Mission style houses are either balloon frame or structural clay tile construction with a stucco finish. Most have a flat roof with a parapet. On the street facade, the parapet may have a curvilinear gable. Some Mission homes have gabled roofs. These are traditionally covered with barrel tile. Each house has a stucco chimney, some of which have tiled gable-roofed chimney tops. The ornamentation on Mission style houses is usually minimal, and confined to niches, over doors, or hoods surfaced with barrel tile, and occasionally a decorated architrave surrounding the main entrance. The front door is often of heavy wood with wrought iron hardware.
The Mediterranean Revival houses are similar to the Mission style homes, but generally, have a more regular plan. A single house may combine a flat roof and parapet with gabled, hipped and shed roofs. Mediterranean Revival residences have more ornamentation and add wrought iron balconies, towers, and turrets.
Most Frame Vernacular houses are rectangular, an economic shape. West Palm Beach builders often framed Vernacular dwellings with Dade County pine, which becomes very hard and is so resinous that it deters termites.
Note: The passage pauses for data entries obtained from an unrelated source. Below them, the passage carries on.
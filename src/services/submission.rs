use crate::domain::contact::{Field, FieldErrors, SubmissionPayload};
use crate::domain::delivery::DeliveryResult;
use crate::services::delivery::DeliveryAdapter;
use crate::services::feedback::{DismissTimer, FeedbackPresenter, FeedbackView};
use async_trait::async_trait;
use futures::FutureExt;
use opentelemetry::{KeyValue, global, metrics::Counter};
use serde::Serialize;
use std::panic::AssertUnwindSafe;
use std::sync::{Arc, Mutex, MutexGuard, PoisonError, Weak};
use std::time::Duration;
use tracing::Instrument;

pub const UNEXPECTED_ERROR_MESSAGE: &str = "An unexpected error occurred. Please try again or contact me directly.";

/// Anything able to carry a contact payload to its destination.
#[async_trait]
pub trait Deliver: Send + Sync + std::fmt::Debug {
    /// # Errors
    /// An error means the attempt failed in a way the implementation could not classify.
    async fn deliver(&self, payload: &SubmissionPayload) -> anyhow::Result<DeliveryResult>;

    fn is_available(&self) -> bool;
}

#[async_trait]
impl Deliver for DeliveryAdapter {
    async fn deliver(&self, payload: &SubmissionPayload) -> anyhow::Result<DeliveryResult> {
        Ok(Self::deliver(self, payload).await)
    }

    fn is_available(&self) -> bool {
        Self::is_available(self)
    }
}

#[derive(Debug, Clone, Default, PartialEq, Eq, Serialize)]
#[serde(tag = "status", content = "message", rename_all = "lowercase")]
pub enum SubmissionState {
    #[default]
    Idle,
    Submitting,
    Success(String),
    Error(String),
}

#[derive(Debug, Clone, PartialEq, Eq, Serialize)]
pub struct FormSnapshot {
    pub payload: SubmissionPayload,
    pub errors: FieldErrors,
    pub state: SubmissionState,
}

#[derive(Debug, Clone, PartialEq, Eq)]
pub enum SubmitOutcome {
    /// At least one field failed; nothing was sent.
    Invalid(FieldErrors),
    /// An attempt is already in flight; this call was ignored.
    Busy,
    /// The form has been torn down.
    Closed,
    Completed(SubmissionState),
}

impl SubmitOutcome {
    #[must_use]
    pub const fn as_str(&self) -> &'static str {
        match self {
            Self::Invalid(_) => "invalid",
            Self::Busy => "busy",
            Self::Closed => "closed",
            Self::Completed(_) => "completed",
        }
    }
}

#[derive(Clone, Debug)]
struct Metrics {
    submissions: Counter<u64>,
}

impl Metrics {
    fn new() -> Self {
        let meter = global::meter("portfolio-server");
        Self {
            submissions: meter
                .u64_counter("contact_submissions_total")
                .with_description("Contact form submit calls by outcome")
                .build(),
        }
    }

    fn record(&self, outcome: &'static str) {
        self.submissions.add(1, &[KeyValue::new("outcome", outcome)]);
    }
}

#[derive(Debug, Default)]
struct FormInner {
    payload: SubmissionPayload,
    errors: FieldErrors,
    state: SubmissionState,
    attempt: u64,
    dismiss: Option<DismissTimer>,
    closed: bool,
}

fn lock(inner: &Mutex<FormInner>) -> MutexGuard<'_, FormInner> {
    inner.lock().unwrap_or_else(PoisonError::into_inner)
}

/// One contact form and the lifecycle of its submission attempts.
///
/// State changes happen under a short-lived lock that is never held across
/// the delivery call, so a second `submit` while one is in flight sees
/// `Submitting` and returns `Busy`.
#[derive(Debug)]
pub struct ContactForm {
    inner: Arc<Mutex<FormInner>>,
    delivery: Arc<dyn Deliver>,
    dismiss_after: Duration,
    metrics: Metrics,
}

impl ContactForm {
    #[must_use]
    pub fn new(delivery: Arc<dyn Deliver>, dismiss_after: Duration) -> Self {
        Self { inner: Arc::default(), delivery, dismiss_after, metrics: Metrics::new() }
    }

    /// Records a change to one field and clears that field's error.
    ///
    /// Returns `false` for names that are not part of the form.
    pub fn set_field(&self, field_name: &str, value: impl Into<String>) -> bool {
        let Some(field) = Field::from_name(field_name) else {
            return false;
        };
        let mut inner = lock(&self.inner);
        inner.payload.set(field, value.into());
        inner.errors.clear(field);
        true
    }

    /// Validates one field against its current value.
    pub fn blur(&self, field_name: &str) -> Option<&'static str> {
        let field = Field::from_name(field_name)?;
        let mut inner = lock(&self.inner);
        let reason = field.check(inner.payload.get(field));
        inner.errors.set(field, reason);
        reason
    }

    #[must_use]
    pub fn snapshot(&self) -> FormSnapshot {
        let inner = lock(&self.inner);
        FormSnapshot { payload: inner.payload.clone(), errors: inner.errors.clone(), state: inner.state.clone() }
    }

    #[must_use]
    pub fn view(&self) -> FeedbackView {
        FeedbackPresenter::render(&self.snapshot(), self.delivery.is_available())
    }

    #[must_use]
    pub fn is_available(&self) -> bool {
        self.delivery.is_available()
    }

    /// Runs one submission attempt to completion.
    ///
    /// The delivery continues in the background if the caller stops waiting,
    /// so the form always leaves `Submitting`.
    #[tracing::instrument(skip(self), fields(attempt = tracing::field::Empty))]
    pub async fn submit(&self) -> SubmitOutcome {
        let (attempt, payload) = {
            let mut inner = lock(&self.inner);
            if inner.closed {
                return SubmitOutcome::Closed;
            }
            if inner.state == SubmissionState::Submitting {
                tracing::debug!("Submit ignored, an attempt is already in flight");
                self.metrics.record("busy");
                return SubmitOutcome::Busy;
            }

            let errors = FieldErrors::validate_all(&inner.payload);
            inner.errors = errors.clone();
            if !errors.is_empty() {
                self.metrics.record("invalid");
                return SubmitOutcome::Invalid(errors);
            }

            inner.dismiss = None;
            inner.attempt += 1;
            inner.state = SubmissionState::Submitting;
            (inner.attempt, inner.payload.trimmed())
        };
        tracing::Span::current().record("attempt", attempt);

        let form = Arc::clone(&self.inner);
        let delivery = Arc::clone(&self.delivery);
        let dismiss_after = self.dismiss_after;
        let task = tokio::spawn(
            async move {
                let state = match AssertUnwindSafe(delivery.deliver(&payload)).catch_unwind().await {
                    Ok(Ok(result)) if result.success => SubmissionState::Success(result.message),
                    Ok(Ok(result)) => SubmissionState::Error(result.message),
                    Ok(Err(e)) => {
                        tracing::error!(error = %e, "Delivery failed unexpectedly");
                        SubmissionState::Error(UNEXPECTED_ERROR_MESSAGE.to_string())
                    }
                    Err(_) => {
                        tracing::error!("Delivery panicked");
                        SubmissionState::Error(UNEXPECTED_ERROR_MESSAGE.to_string())
                    }
                };
                finish(&form, attempt, state.clone(), dismiss_after);
                state
            }
            .in_current_span(),
        );

        let state = match task.await {
            Ok(state) => state,
            Err(e) => {
                tracing::error!(error = %e, "Submission task did not complete");
                SubmissionState::Error(UNEXPECTED_ERROR_MESSAGE.to_string())
            }
        };
        self.metrics.record(if matches!(state, SubmissionState::Success(_)) { "success" } else { "error" });
        SubmitOutcome::Completed(state)
    }

    /// Tears the form down. Pending dismissals are cancelled and any that
    /// still fire afterwards do nothing.
    pub fn close(&self) {
        let mut inner = lock(&self.inner);
        inner.closed = true;
        inner.dismiss = None;
    }
}

impl Drop for ContactForm {
    fn drop(&mut self) {
        self.close();
    }
}

fn finish(form: &Arc<Mutex<FormInner>>, attempt: u64, state: SubmissionState, after: Duration) {
    let mut inner = lock(form);
    if inner.closed {
        return;
    }
    if matches!(state, SubmissionState::Success(_)) {
        inner.payload = SubmissionPayload::default();
    }
    inner.state = state;

    let weak = Arc::downgrade(form);
    inner.dismiss = Some(DismissTimer::schedule(after, move || dismiss(&weak, attempt)));
}

fn dismiss(form: &Weak<Mutex<FormInner>>, attempt: u64) {
    let Some(form) = form.upgrade() else {
        return;
    };
    let mut inner = lock(&form);
    if inner.closed || inner.attempt != attempt {
        return;
    }
    if matches!(inner.state, SubmissionState::Success(_) | SubmissionState::Error(_)) {
        inner.state = SubmissionState::Idle;
        tracing::debug!(attempt, "Notice dismissed");
    }
    // Drop the handle without aborting the task that is running this callback.
    if let Some(timer) = inner.dismiss.take() {
        timer.detach();
    }
}
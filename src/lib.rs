#![forbid(unsafe_code)]
#![warn(clippy::all)]
#![warn(clippy::pedantic)]
#![warn(clippy::nursery)]
#![warn(clippy::unwrap_used)]
#![warn(clippy::todo)]
#![warn(clippy::panic)]
#![warn(clippy::dbg_macro)]
#![warn(clippy::print_stdout)]
#![warn(clippy::print_stderr)]
#![warn(clippy::clone_on_ref_ptr)]
#![warn(unreachable_pub)]
#![warn(missing_debug_implementations)]
#![warn(unused_qualifications)]
#![deny(unused_must_use)]

pub mod adapters;
pub mod api;
pub mod config;
pub mod domain;
pub mod error;
pub mod services;
pub mod telemetry;
pub mod workers;

use crate::adapters::database::DbPool;
use crate::adapters::database::project_repo::ProjectRepository;
use crate::adapters::email::{EmailJsRelay, EmailRelay};
use crate::adapters::github::EventFeedClient;
use crate::api::ServiceContainer;
use crate::config::Config;
use crate::services::activity::ActivityService;
use crate::services::delivery::DeliveryAdapter;
use crate::services::health_service::HealthService;
use crate::services::projects::ProjectService;
use crate::services::resume::ResumeService;
use crate::services::sessions::FormSessions;
use crate::workers::SessionCleanupWorker;
use std::sync::Arc;
use std::time::Duration;
use tokio::sync::watch;
use tokio::task::JoinHandle;

/// Background tasks owned by the application.
#[derive(Debug)]
pub struct Workers {
    pub session_cleanup: SessionCleanupWorker,
}

impl Workers {
    #[must_use]
    pub fn spawn_all(self, shutdown_rx: watch::Receiver<bool>) -> Vec<JoinHandle<()>> {
        vec![tokio::spawn(self.session_cleanup.run(shutdown_rx))]
    }
}

#[derive(Debug)]
pub struct App {
    pub services: ServiceContainer,
    pub health_service: HealthService,
    pub workers: Workers,
}

/// Wires services from configuration. Collaborators that talk to the outside
/// world can be swapped before `build`.
#[derive(Debug)]
pub struct AppBuilder {
    config: Config,
    pool: Option<DbPool>,
    email_relay: Option<Arc<dyn EmailRelay>>,
    http_client: Option<reqwest::Client>,
}

impl AppBuilder {
    #[must_use]
    pub const fn new(config: Config) -> Self {
        Self { config, pool: None, email_relay: None, http_client: None }
    }

    #[must_use]
    pub fn with_database(mut self, pool: Option<DbPool>) -> Self {
        self.pool = pool;
        self
    }

    #[must_use]
    pub fn with_email_relay(mut self, relay: Arc<dyn EmailRelay>) -> Self {
        self.email_relay = Some(relay);
        self
    }

    #[must_use]
    pub fn with_http_client(mut self, client: reqwest::Client) -> Self {
        self.http_client = Some(client);
        self
    }

    /// # Errors
    /// Returns an error if one of the outbound HTTP clients cannot be built.
    pub fn build(self) -> anyhow::Result<App> {
        let config = self.config;

        let email_relay: Arc<dyn EmailRelay> = match self.email_relay {
            Some(relay) => relay,
            None => Arc::new(EmailJsRelay::new(
                config.email.api_url.clone(),
                config.email.public_key.clone().unwrap_or_default(),
                Duration::from_millis(config.email.timeout_ms),
            )?),
        };
        let delivery = DeliveryAdapter::new(&config.email, email_relay);
        if !delivery.is_available() {
            tracing::warn!("Email relay credentials are missing, contact messages will not be sent");
        }

        let sessions = FormSessions::new(Arc::new(delivery.clone()), &config.contact);

        let http_client = match self.http_client {
            Some(client) => client,
            None => reqwest::Client::builder().build()?,
        };
        let resume = ResumeService::new(http_client, &config.resume);

        let projects = ProjectService::new(self.pool.clone(), ProjectRepository::new());

        let feed_client = EventFeedClient::new(
            config.activity.api_url.clone(),
            &config.activity.user_agent,
            Duration::from_millis(config.activity.timeout_ms),
        )?;
        let activity = ActivityService::new(feed_client, &config.activity);

        let health_service = HealthService::new(self.pool, delivery.is_available(), config.health.clone());

        let workers = Workers { session_cleanup: SessionCleanupWorker::new(sessions.clone(), &config.contact) };

        Ok(App {
            services: ServiceContainer { delivery, sessions, resume, projects, activity },
            health_service,
            workers,
        })
    }
}

/// Flips the shutdown channel on SIGINT or SIGTERM.
pub fn spawn_signal_handler(shutdown_tx: watch::Sender<bool>) {
    tokio::spawn(async move {
        let ctrl_c = async {
            if let Err(e) = tokio::signal::ctrl_c().await {
                tracing::error!(error = %e, "Failed to install Ctrl+C handler");
                std::future::pending::<()>().await;
            }
        };

        #[cfg(unix)]
        let terminate = async {
            match tokio::signal::unix::signal(tokio::signal::unix::SignalKind::terminate()) {
                Ok(mut signal) => {
                    signal.recv().await;
                }
                Err(e) => {
                    tracing::error!(error = %e, "Failed to install SIGTERM handler");
                    std::future::pending::<()>().await;
                }
            }
        };

        #[cfg(not(unix))]
        let terminate = std::future::pending::<()>();

        tokio::select! {
            () = ctrl_c => {},
            () = terminate => {},
        }

        tracing::info!("Shutdown signal received");
        let _ = shutdown_tx.send(true);
    });
}

/// Routes panics through tracing so they reach the configured log sink.
pub fn setup_panic_hook() {
    std::panic::set_hook(Box::new(|info| {
        let location = info.location().map(|l| format!("{}:{}", l.file(), l.line())).unwrap_or_default();
        let payload = info
            .payload()
            .downcast_ref::<&str>()
            .copied()
            .or_else(|| info.payload().downcast_ref::<String>().map(String::as_str))
            .unwrap_or("<non-string panic payload>");
        tracing::error!(panic.location = %location, panic.message = %payload, "Panic occurred");
    }));
}
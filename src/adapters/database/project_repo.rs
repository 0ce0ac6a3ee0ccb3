use crate::adapters::database::records::ProjectRecord;
use crate::domain::project::Project;
use sqlx::PgConnection;
use uuid::Uuid;

const COLUMNS: &str = "id, title, description, image_url, technologies, live_url, github_url, status, year, \
                       featured, created_at, updated_at";

#[derive(Clone, Debug, Default)]
pub struct ProjectRepository {}

impl ProjectRepository {
    #[must_use]
    pub const fn new() -> Self {
        Self {}
    }

    /// Lists every project, newest first.
    ///
    /// # Errors
    /// Returns `sqlx::Error` if the query fails.
    #[tracing::instrument(level = "debug", skip(self, conn))]
    pub(crate) async fn list_all(&self, conn: &mut PgConnection) -> Result<Vec<Project>, sqlx::Error> {
        let rows = sqlx::query_as::<_, ProjectRecord>(&format!(
            "SELECT {COLUMNS} FROM projects ORDER BY created_at DESC"
        ))
        .fetch_all(conn)
        .await?;

        Ok(rows.into_iter().map(Into::into).collect())
    }

    /// Lists featured projects, newest first.
    ///
    /// # Errors
    /// Returns `sqlx::Error` if the query fails.
    #[tracing::instrument(level = "debug", skip(self, conn))]
    pub(crate) async fn list_featured(&self, conn: &mut PgConnection) -> Result<Vec<Project>, sqlx::Error> {
        let rows = sqlx::query_as::<_, ProjectRecord>(&format!(
            "SELECT {COLUMNS} FROM projects WHERE featured = TRUE ORDER BY created_at DESC"
        ))
        .fetch_all(conn)
        .await?;

        Ok(rows.into_iter().map(Into::into).collect())
    }

    /// Finds a project by its ID.
    ///
    /// # Errors
    /// Returns `sqlx::Error` if the query fails.
    #[tracing::instrument(level = "debug", skip(self, conn))]
    pub(crate) async fn find_by_id(&self, conn: &mut PgConnection, id: Uuid) -> Result<Option<Project>, sqlx::Error> {
        let record =
            sqlx::query_as::<_, ProjectRecord>(&format!("SELECT {COLUMNS} FROM projects WHERE id = $1"))
                .bind(id)
                .fetch_optional(conn)
                .await?;

        Ok(record.map(Into::into))
    }
}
Frame Vernacular houses often have steep pyramidal roof lines, roof overhangs with exposed rafter tails, wooden or sheet metal shingles (perhaps later replaced with asphalt or composition shingles), and dormers for attic circulation. Many exteriors are covered with horizontal plank siding, with patterned shingles covering the gables or second stories. Typically, the shingle patterns and roof brackets, plus porch railings or columns, are the only decorations.
Mid-Century Vernacular houses are built of brick or concrete block and have attached one-car garages or carports. They feature showcase front windows and front gable or hipped roofs topped with flat cement tiles. Typical layouts include a split bedroom plan, a Florida room in the back of the house, and a rear patio accessed by sliding glass doors. Other windows were jalousie or aluminum awning windows.